§ WHAT TO DO
Among the records below, the line containing "root load and" marks the start. Output it and all lines after it exactly.

[Items from a dataset]
---+---
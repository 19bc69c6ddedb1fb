//! Schema validation and relation resolution.
//!
//! This module validates model definitions for semantic correctness:
//! - No duplicate models, fields, or relations
//! - Relation targets exist
//! - Derived reverse relation names do not collide with anything on the target
//! - Choice fields declare each raw value once
//!
//! Every problem is collected before failing, so a broken schema reports all
//! of its errors at once.

use std::collections::HashSet;

use indexmap::IndexMap;
use smol_str::SmolStr;

use crate::ast::*;
use crate::error::{SchemaError, SchemaResult};

/// Schema validator for semantic analysis.
#[derive(Debug)]
pub struct Validator {
    /// Collected validation errors.
    errors: Vec<SchemaError>,
}

impl Default for Validator {
    fn default() -> Self {
        Self::new()
    }
}

impl Validator {
    /// Create a new validator.
    pub fn new() -> Self {
        Self { errors: vec![] }
    }

    /// Validate model definitions and return the resolved schema or errors.
    pub fn validate(&mut self, models: Vec<ModelDef>) -> SchemaResult<Schema> {
        self.errors.clear();

        let mut by_name: IndexMap<SmolStr, ModelDef> = IndexMap::new();
        for model in models {
            if by_name.contains_key(&model.name) {
                self.errors
                    .push(SchemaError::duplicate("model", model.name.as_str()));
                continue;
            }
            by_name.insert(model.name.clone(), model);
        }

        for model in by_name.values() {
            self.validate_model(model, &by_name);
        }

        let relations = self.resolve_relations(&by_name);

        if self.errors.is_empty() {
            Ok(Schema {
                models: by_name,
                relations,
            })
        } else {
            Err(SchemaError::ValidationFailed {
                count: self.errors.len(),
                errors: std::mem::take(&mut self.errors),
            })
        }
    }

    /// Validate one model's own declarations.
    fn validate_model(&mut self, model: &ModelDef, models: &IndexMap<SmolStr, ModelDef>) {
        let mut seen = HashSet::new();
        seen.insert(PRIMARY_KEY);

        for field in &model.fields {
            if !seen.insert(field.name()) {
                self.errors.push(SchemaError::duplicate(
                    "field",
                    format!("{}.{}", model.name, field.name),
                ));
            }

            let mut values = HashSet::new();
            for choice in &field.choices {
                if !values.insert(choice.value.as_str()) {
                    self.errors.push(SchemaError::duplicate(
                        "choice",
                        format!("{}.{}={}", model.name, field.name, choice.value),
                    ));
                }
            }
        }

        for relation in &model.relations {
            if !seen.insert(relation.name.as_str()) {
                self.errors.push(SchemaError::duplicate(
                    "relation",
                    format!("{}.{}", model.name, relation.name),
                ));
            }
            if !models.contains_key(&relation.target) {
                self.errors.push(SchemaError::invalid_relation(
                    model.name(),
                    relation.name.as_str(),
                    format!("unknown target model `{}`", relation.target),
                ));
            }
        }
    }

    /// Resolve every declared relation into its forward and reverse descriptors.
    fn resolve_relations(
        &mut self,
        models: &IndexMap<SmolStr, ModelDef>,
    ) -> IndexMap<SmolStr, IndexMap<SmolStr, RelationDescriptor>> {
        let mut resolved: IndexMap<SmolStr, IndexMap<SmolStr, RelationDescriptor>> = models
            .keys()
            .map(|name| (name.clone(), IndexMap::new()))
            .collect();

        for model in models.values() {
            for def in &model.relations {
                let forward = RelationDescriptor::forward(model.name.clone(), def);
                if let Some(slots) = resolved.get_mut(&model.name) {
                    slots.insert(forward.name.clone(), forward);
                }
            }
        }

        for model in models.values() {
            for def in &model.relations {
                let Some(target) = models.get(&def.target) else {
                    // Already reported by validate_model.
                    continue;
                };
                let reverse = RelationDescriptor::reverse(model.name(), def);

                let clashes_with_column = target.get_field(&reverse.name).is_some()
                    || reverse.name == PRIMARY_KEY;
                let clashes_with_relation = resolved
                    .get(&def.target)
                    .is_some_and(|slots| slots.contains_key(&reverse.name));

                if clashes_with_column || clashes_with_relation {
                    self.errors.push(SchemaError::invalid_relation(
                        model.name(),
                        def.name.as_str(),
                        format!(
                            "reverse name `{}` clashes with an existing name on `{}`; set `related_name`",
                            reverse.name, def.target
                        ),
                    ));
                    continue;
                }

                if let Some(slots) = resolved.get_mut(&def.target) {
                    slots.insert(reverse.name.clone(), reverse);
                }
            }
        }

        resolved
    }
}

/// Validate model definitions into a schema.
pub fn validate_models(models: impl IntoIterator<Item = ModelDef>) -> SchemaResult<Schema> {
    Validator::new().validate(models.into_iter().collect())
}
//! Data stores: where shaped requests are executed.

mod memory;

pub use memory::MemoryStore;

use crate::error::QueryResult;
use crate::record::Record;
use crate::request::LoadRequest;

/// Executes load requests.
///
/// One call to [`execute`](DataStore::execute) performs the root load and
/// every batch load the request's prefetches describe; the returned records
/// carry all eagerly loaded relations.
pub trait DataStore: Send + Sync {
    /// Load the records a request describes.
    fn execute(&self, request: &LoadRequest) -> QueryResult<Vec<Record>>;

    /// Load the first record a request describes, if any.
    fn first(&self, request: &LoadRequest) -> QueryResult<Option<Record>> {
        let request = request.clone().with_limit(1);
        Ok(self.execute(&request)?.into_iter().next())
    }
}

/// Counters of the work a store has done.
#[derive(Debug, Clone, Copy, Default, PartialEq, Eq)]
pub struct LoadStats {
    /// Number of executed requests.
    pub loads: u64,
    /// Number of table scans: one per request plus one per prefetch level.
    pub queries: u64,
}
---+---
§ RESULT OF THE EXERCISE
/// One call to [`execute`](DataStore::execute) performs the root load and
/// every batch load the request's prefetches describe; the returned records
/// carry all eagerly loaded relations.
pub trait DataStore: Send + Sync {
    /// Load the records a request describes.
    fn execute(&self, request: &LoadRequest) -> QueryResult<Vec<Record>>;

    /// Load the first record a request describes, if any.
    fn first(&self, request: &LoadRequest) -> QueryResult<Option<Record>> {
        let request = request.clone().with_limit(1);
        Ok(self.execute(&request)?.into_iter().next())
    }
}

/// Counters of the work a store has done.
#[derive(Debug, Clone, Copy, Default, PartialEq, Eq)]
pub struct LoadStats {
    /// Number of executed requests.
    pub loads: u64,
    /// Number of table scans: one per request plus one per prefetch level.
    pub queries: u64,
}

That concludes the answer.